Patients used to be ineligible if they had more than one brain metastasis, but Sawaya and colleagues demonstrated in a 1993 paper that median survival of patients with two metastases removed was 14 months, identical to the survival of patients after surgery to remove only one metastasis. Now surgery can be considered for up to three metastases.

Improved techniques and better surgical guidelines have reduced surgical mortality - death from surgery, not cancer - from more than 30 percent to 2 percent over the last 50 years.

Studies show survival after surgery for melanoma, lung, renal cell, breast and colon cancer metastases ranges from a median of seven months for melanoma patients to a year for breast and lung cancer. Four studies showed that no patients with metastatic colon cancer survived for two years.
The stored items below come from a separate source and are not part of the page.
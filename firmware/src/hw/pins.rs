// SPDX-License-Identifier: MIT
// © 2025–2026 Christopher Liu

//! Pin definitions for the STM32F767ZI Nucleo-144 devboard.
//!
//! | Function | Pin | Note |
//! | -------- | --- | ---- |
//! | Level indicator | PB0 | LD1 (green) |
//! | X output | PD12 | TIM4_CH1 |
//! | Y output | PD13 | TIM4_CH2 |
//! | Calibrate button | PC13 | B1 (USER) |
//! | ADXL345 SCK/SDO/SDA | PA5/PA6/PA7 | SPI1, Arduino D13/D12/D11 |
//! | ADXL345 CS | PD14 | Arduino D10 |
//! | Debug log | PD8/PD9 | USART3 via ST-LINK |

use stm32f7xx_hal::{
    gpio::{gpioa, gpiob, gpioc, gpiod, Alternate, Input, Output, PullDown, PushPull},
    pac,
    prelude::*,
};

/// All board pins. Construct this once at startup using:
///
/// ```ignore
/// let pins = BoardPins::new(dp.GPIOA, dp.GPIOB, dp.GPIOC, dp.GPIOD);
/// ```
pub struct BoardPins {
    pub leds: Leds,
    pub usart3: Usart3Pins,
    pub spi1: Spi1Pins,
    pub pwm: PwmPins,
    pub button: gpioc::PC13<Input<PullDown>>,
}

pub struct Leds {
    pub green: gpiob::PB0<Output<PushPull>>, // LD1
    pub blue: gpiob::PB7<Output<PushPull>>,  // LD2
    pub red: gpiob::PB14<Output<PushPull>>,  // LD3
}

pub struct Usart3Pins {
    pub tx: gpiod::PD8<Alternate<7>>,
    pub rx: gpiod::PD9<Alternate<7>>,
}

pub struct Spi1Pins {
    pub sck: gpioa::PA5<Alternate<5>>,
    pub miso: gpioa::PA6<Alternate<5>>,
    pub mosi: gpioa::PA7<Alternate<5>>,
    pub cs: gpiod::PD14<Output<PushPull>>,
}

/// TIM4 compare outputs
pub struct PwmPins {
    pub x: gpiod::PD12<Alternate<2>>, // TIM4_CH1
    pub y: gpiod::PD13<Alternate<2>>, // TIM4_CH2
}

impl BoardPins {
    pub fn new(gpioa: pac::GPIOA, gpiob: pac::GPIOB, gpioc: pac::GPIOC, gpiod: pac::GPIOD) -> Self {
        let gpioa = gpioa.split();
        let gpiob = gpiob.split();
        let gpioc = gpioc.split();
        let gpiod = gpiod.split();

        Self {
            leds: Leds {
                green: gpiob.pb0.into_push_pull_output(),
                blue: gpiob.pb7.into_push_pull_output(),
                red: gpiob.pb14.into_push_pull_output(),
            },

            usart3: Usart3Pins {
                tx: gpiod.pd8.into_alternate::<7>(),
                rx: gpiod.pd9.into_alternate::<7>(),
            },

            spi1: Spi1Pins {
                sck: gpioa.pa5.into_alternate::<5>(),
                miso: gpioa.pa6.into_alternate::<5>(),
                mosi: gpioa.pa7.into_alternate::<5>(),
                cs: gpiod.pd14.into_push_pull_output(),
            },

            pwm: PwmPins {
                x: gpiod.pd12.into_alternate::<2>(),
                y: gpiod.pd13.into_alternate::<2>(),
            },

            button: gpioc.pc13.into_pull_down_input(),
        }
    }
}
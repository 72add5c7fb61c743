// SPDX-License-Identifier: MIT
// © 2025–2026 Christopher Liu

//! # Device-Specific Drivers
//!
//! This module contains device-specific drivers that sit above the [`hw`](crate::hw) seams and
//! below the control logic.
//!
//! ## Existing drivers
//!
//! - [`adxl345`] – Analog Devices ADXL345 3-axis accelerometer over 4-wire SPI

pub mod adxl345;

pub use adxl345::{Adxl345, AxisSample};
//! Common test utilities and mock implementations

pub mod mock_bus;

pub use mock_bus::{BusFault, MockBus, MockDuty, MockIndicator, Operation};

use leveler::drivers::Adxl345;
use leveler::LevelController;

pub type MockController = LevelController<MockBus, MockDuty, MockDuty, MockIndicator>;

/// Handles the test keeps to observe what the controller did.
pub struct Rig {
    pub bus: MockBus,
    pub out_x: MockDuty,
    pub out_y: MockDuty,
    pub led: MockIndicator,
}

/// Build a controller wired to mocks. The bus handle doubles as the chip select.
pub fn create_mock_controller() -> (MockController, Rig) {
    let bus = MockBus::new();
    let out_x = MockDuty::default();
    let out_y = MockDuty::default();
    let led = MockIndicator::default();

    let controller = LevelController::new(
        Adxl345::new(bus.clone()),
        out_x.clone(),
        out_y.clone(),
        led.clone(),
    );

    (
        controller,
        Rig {
            bus,
            out_x,
            out_y,
            led,
        },
    )
}
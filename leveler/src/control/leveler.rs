// SPDX-License-Identifier: MIT
// © 2025–2026 Christopher Liu

//! Process-wide leveling state.
//!
//! [`Leveler`] owns everything that survives between interrupts: the last outputs, the calibration
//! offset and the debouncer. It is created once before the first tick and lives until power-off.
//! It never touches hardware; [`LevelController`](crate::control::LevelController) wires it to
//! the sensor and outputs.

use crate::control::{map, CalibrationOffset, LevelDebouncer, Orientation, OutputPair};
use crate::drivers::AxisSample;

/// What one sampling cycle decided.
#[derive(Copy, Clone, Debug, Eq, PartialEq)]
pub struct Cycle {
    pub orientation: Orientation,
    pub outputs: OutputPair,
    pub level: bool,
    /// The indicator flipped on this cycle.
    pub changed: bool,
}

pub struct Leveler {
    outputs: OutputPair,
    offset: CalibrationOffset,
    debouncer: LevelDebouncer,
}

impl Leveler {
    /// Power-up state: outputs centered, zero offset, counter full, indicator off.
    pub const fn new() -> Self {
        Self {
            outputs: OutputPair::NEUTRAL,
            offset: CalibrationOffset::ZERO,
            debouncer: LevelDebouncer::new(),
        }
    }

    /// Run selection, mapping and debouncing for one sample.
    pub fn update(&mut self, sample: AxisSample) -> Cycle {
        let was_level = self.debouncer.is_on();
        let (orientation, outputs) = map(sample, self.offset);
        self.outputs = outputs;
        let level = self.debouncer.update(outputs);

        Cycle {
            orientation,
            outputs,
            level,
            changed: level != was_level,
        }
    }

    /// Re-zero at the current orientation, using the outputs of the last completed cycle.
    ///
    /// Takes effect from the next [`update`](Self::update); the current outputs are not touched.
    pub fn calibrate(&mut self) -> CalibrationOffset {
        self.offset.capture(self.outputs);
        self.offset
    }

    #[inline]
    pub fn outputs(&self) -> OutputPair {
        self.outputs
    }

    #[inline]
    pub fn offset(&self) -> CalibrationOffset {
        self.offset
    }

    #[inline]
    pub fn is_level(&self) -> bool {
        self.debouncer.is_on()
    }
}

impl Default for Leveler {
    fn default() -> Self {
        Self::new()
    }
}
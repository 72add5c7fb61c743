// SPDX-License-Identifier: MIT
// © 2025–2026 Christopher Liu

//! Level detection with a debounced ON transition.
//!
//! The indicator turns on only after both outputs have stayed inside the level band for
//! [`HOLD_CYCLES`] consecutive cycles. It turns off on the first cycle outside the band.

use crate::config::{CENTER, HOLD_CYCLES, LEVEL_THRESHOLD};
use crate::control::OutputPair;

/// True when `v` lies strictly inside `(CENTER - LEVEL_THRESHOLD, CENTER + LEVEL_THRESHOLD)`.
#[inline]
pub fn within_band(v: u16) -> bool {
    v > CENTER - LEVEL_THRESHOLD && v < CENTER + LEVEL_THRESHOLD
}

/// Hysteresis counter plus the indicator state it drives.
#[derive(Copy, Clone, Debug, Eq, PartialEq)]
pub struct LevelDebouncer {
    /// Cycles left before the next ON confirmation.
    count: u8,
    on: bool,
}

impl LevelDebouncer {
    pub const fn new() -> Self {
        Self {
            count: HOLD_CYCLES,
            on: false,
        }
    }

    /// Feed one cycle's outputs and return the indicator state.
    ///
    /// While level, the counter keeps running: every time it reaches zero the indicator is
    /// (re)asserted and the counter reloads.
    pub fn update(&mut self, outputs: OutputPair) -> bool {
        if within_band(outputs.x) && within_band(outputs.y) {
            self.count -= 1;
            if self.count == 0 {
                self.on = true;
                self.count = HOLD_CYCLES;
            }
        } else {
            self.count = HOLD_CYCLES;
            self.on = false;
        }
        self.on
    }

    #[inline]
    pub fn is_on(&self) -> bool {
        self.on
    }

    /// Cycles left before the next ON confirmation.
    #[inline]
    pub fn remaining(&self) -> u8 {
        self.count
    }
}

impl Default for LevelDebouncer {
    fn default() -> Self {
        Self::new()
    }
}
//! Runtime adapters: the node's signing identity and the HTTP surface.

pub mod http;
pub mod signer;

pub use signer::{RecoveringEventVerifier, Secp256k1EventSigner};
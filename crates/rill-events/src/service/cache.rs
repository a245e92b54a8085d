//! The process-wide stream cache.
//!
//! Maps stream ids to their actors. Entries are created on first access
//! and stay in the map; the periodic cleanup pass unloads idle views
//! but keeps the records, so receivers registered later still find
//! their stream.

use crate::service::{EngineParams, Stream};
use dashmap::DashMap;
use shared_types::StreamId;
use std::sync::Arc;
use std::time::Duration;
use tracing::debug;

/// Process-wide map from stream id to stream actor.
pub struct StreamCache {
    params: Arc<EngineParams>,
    streams: DashMap<StreamId, Arc<Stream>>,
}

impl StreamCache {
    pub fn new(params: Arc<EngineParams>) -> Self {
        Self {
            params,
            streams: DashMap::new(),
        }
    }

    /// The engine wiring shared by every stream.
    pub fn params(&self) -> &Arc<EngineParams> {
        &self.params
    }

    /// Get or insert the actor for `stream_id`. The view loads lazily
    /// under the stream's own lock, so concurrent first accesses produce
    /// exactly one storage load.
    pub fn get_stream(&self, stream_id: StreamId) -> Arc<Stream> {
        self.streams
            .entry(stream_id)
            .or_insert_with(|| Arc::new(Stream::new(self.params.clone(), stream_id)))
            .clone()
    }

    /// Snapshot of all cached streams, for maintenance passes.
    pub fn streams(&self) -> Vec<Arc<Stream>> {
        self.streams.iter().map(|e| e.value().clone()).collect()
    }

    /// Number of cached stream records.
    pub fn len(&self) -> usize {
        self.streams.len()
    }

    /// True when no streams are cached.
    pub fn is_empty(&self) -> bool {
        self.streams.is_empty()
    }

    /// One eviction pass: unload every stream idle for at least `ttl`
    /// with an empty minipool and no receivers. Returns how many views
    /// were unloaded by this pass.
    pub async fn cleanup_pass(&self, ttl: Duration) -> usize {
        let mut unloaded = 0;
        for stream in self.streams() {
            let was_loaded = stream.is_loaded().await;
            if stream.try_cleanup(ttl).await && was_loaded {
                unloaded += 1;
            }
        }
        if unloaded > 0 {
            debug!(unloaded, "cache cleanup pass unloaded idle streams");
        }
        unloaded
    }
}
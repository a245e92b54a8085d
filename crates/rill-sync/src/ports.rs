//! Outbound port for reaching streams replicated on other nodes.
//!
//! Down/up semantics are the same regardless of locality: a remote sub
//! feeds the same receiver a local one would.

use async_trait::async_trait;
use rill_events::ports::SyncReceiver;
use shared_types::{Address, Envelope, StreamAndCookie, StreamError, StreamId, SyncCookie};
use std::sync::Arc;

/// Gateway to peer nodes for streams this node does not replicate.
#[async_trait]
pub trait NodeForwarder: Send + Sync {
    /// Subscribe `receiver` to a stream on `node`, resuming from
    /// `cookie`.
    async fn sub(
        &self,
        node: Address,
        cookie: &SyncCookie,
        receiver: Arc<dyn SyncReceiver>,
    ) -> Result<(), StreamError>;

    /// Drop a remote subscription. Unknown receivers are ignored.
    async fn unsub(&self, node: Address, stream_id: StreamId, receiver_id: u64);

    /// Fetch the current state of a remote stream.
    async fn get_stream(
        &self,
        node: Address,
        stream_id: StreamId,
    ) -> Result<StreamAndCookie, StreamError>;

    /// Forward an event to a node replicating the stream.
    async fn add_event(
        &self,
        node: Address,
        stream_id: StreamId,
        envelope: &Envelope,
    ) -> Result<(), StreamError>;
}

/// Forwarder for single-node deployments: every remote call reports the
/// peer unreachable.
#[derive(Debug, Default, Clone)]
pub struct UnreachableForwarder;

#[async_trait]
impl NodeForwarder for UnreachableForwarder {
    async fn sub(
        &self,
        node: Address,
        _cookie: &SyncCookie,
        _receiver: Arc<dyn SyncReceiver>,
    ) -> Result<(), StreamError> {
        Err(StreamError::Transient(format!(
            "no route to node {}",
            shared_types::short_hex(&node)
        )))
    }

    async fn unsub(&self, _node: Address, _stream_id: StreamId, _receiver_id: u64) {}

    async fn get_stream(
        &self,
        node: Address,
        _stream_id: StreamId,
    ) -> Result<StreamAndCookie, StreamError> {
        Err(StreamError::Transient(format!(
            "no route to node {}",
            shared_types::short_hex(&node)
        )))
    }

    async fn add_event(
        &self,
        node: Address,
        _stream_id: StreamId,
        _envelope: &Envelope,
    ) -> Result<(), StreamError> {
        Err(StreamError::Transient(format!(
            "no route to node {}",
            shared_types::short_hex(&node)
        )))
    }
}
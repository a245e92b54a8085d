//! # Rill Events
//!
//! The per-stream event-log engine. Each stream is an ordered log of
//! signed events, partitioned into immutable miniblocks with a transient
//! head buffer (the minipool).
//!
//! ## Components
//!
//! - [`domain`]: parsed events, miniblocks, the minipool, and the
//!   immutable copy-on-write [`domain::StreamView`].
//! - [`ports`]: driven ports (storage, registry, signer, verifier) and
//!   the driving [`ports::SyncReceiver`] subscription port.
//! - [`adapters`]: in-memory implementations of the driven ports.
//! - [`service`]: the [`service::Stream`] actor, the process-wide
//!   [`service::StreamCache`], and the [`service::MiniblockProducer`].
//!
//! ## Core guarantees
//!
//! - Views are immutable; every state change replaces the view under the
//!   stream's write lock.
//! - Durability precedes visibility: storage writes return before the
//!   new view is published.
//! - Fanout happens inside the write-lock section, so every subscriber
//!   observes envelopes in admission order.

pub mod adapters;
pub mod domain;
pub mod ports;
pub mod service;
pub mod test_utils;

pub use domain::{EngineConfig, MiniblockInfo, Minipool, ParsedEvent, StreamView};
pub use service::{EngineParams, MiniblockProducer, MiniblockRef, Stream, StreamCache};
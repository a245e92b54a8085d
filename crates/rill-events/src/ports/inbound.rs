//! Inbound ports: how the engine talks back to subscribers.

use shared_types::{StreamAndCookie, StreamError, StreamId};
use std::sync::atomic::{AtomicU64, Ordering};

/// Receiver side of a per-stream subscription.
///
/// Callbacks are invoked while the stream's write lock is held, so every
/// receiver observes updates in stream order. Implementations MUST NOT
/// block: enqueue into a bounded queue of your own and cancel yourself
/// on overflow.
pub trait SyncReceiver: Send + Sync {
    /// Stable identity of this receiver, used for idempotent
    /// registration and removal. Allocate with [`next_receiver_id`].
    fn receiver_id(&self) -> u64;

    /// A new cookie (and possibly events) is available for the stream.
    fn on_update(&self, update: StreamAndCookie);

    /// The subscription failed unrecoverably; the receiver is already
    /// unregistered and must resubscribe to continue.
    fn on_sync_error(&self, err: StreamError);

    /// Updates for the stream can no longer be delivered.
    fn on_stream_down(&self, stream_id: StreamId);
}

static NEXT_RECEIVER_ID: AtomicU64 = AtomicU64::new(1);

/// Allocate a process-unique receiver id.
pub fn next_receiver_id() -> u64 {
    NEXT_RECEIVER_ID.fetch_add(1, Ordering::Relaxed)
}

#[cfg(test)]
mod tests {
    use super::*;

    #[test]
    fn test_receiver_ids_are_unique() {
        let a = next_receiver_id();
        let b = next_receiver_id();
        assert_ne!(a, b);
    }
}
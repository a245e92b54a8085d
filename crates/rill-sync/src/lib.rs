//! # Rill Sync
//!
//! Client-facing multi-stream subscriptions. A [`SyncSession`]
//! multiplexes per-stream subscriptions behind one server stream of
//! [`shared_types::SyncStreamsResponse`] messages, with resumable
//! cursors, per-stream down/up transitions, ping/pong keepalive, and a
//! slow-client eviction policy.
//!
//! The engine fans out under each stream's write lock; session
//! receivers therefore never block. They enqueue into the session's
//! bounded queue and cancel the whole session when it overflows.

pub mod handler;
pub mod ports;
pub mod session;

pub use handler::SyncHandler;
pub use ports::{NodeForwarder, UnreachableForwarder};
pub use session::{SyncConfig, SyncSession};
"Colon cancer goes first to the liver, then the lungs and then to the brain, so patients already have extensive cancer by the time it grows in the brain," Sawaya said.

Metastases tend to find a spot in the brain and grow without invading brain tissue. "They push on the brain, and cause swelling," Sawaya said. Before and after images of a large melanoma show the tumour, then a gap after surgery where the tumour had been, and then two years later no sign of tumour or gap.

"You take the tumour out, and the brain and white matter expand over time until you see no sign of the resected tumour," Sawaya said. The patient lived for more than five years.

Careful mapping of functional areas of the brain before surgery and new approaches that include reaching deeper tumours by going down into the folds of the brain rather than cutting through brain tissue have reduced side effects from surgery. A study of surgical results in 194 patients showed that the tumour was completely removed 94 percent of the time with neurological side effects in only 6 percent of cases.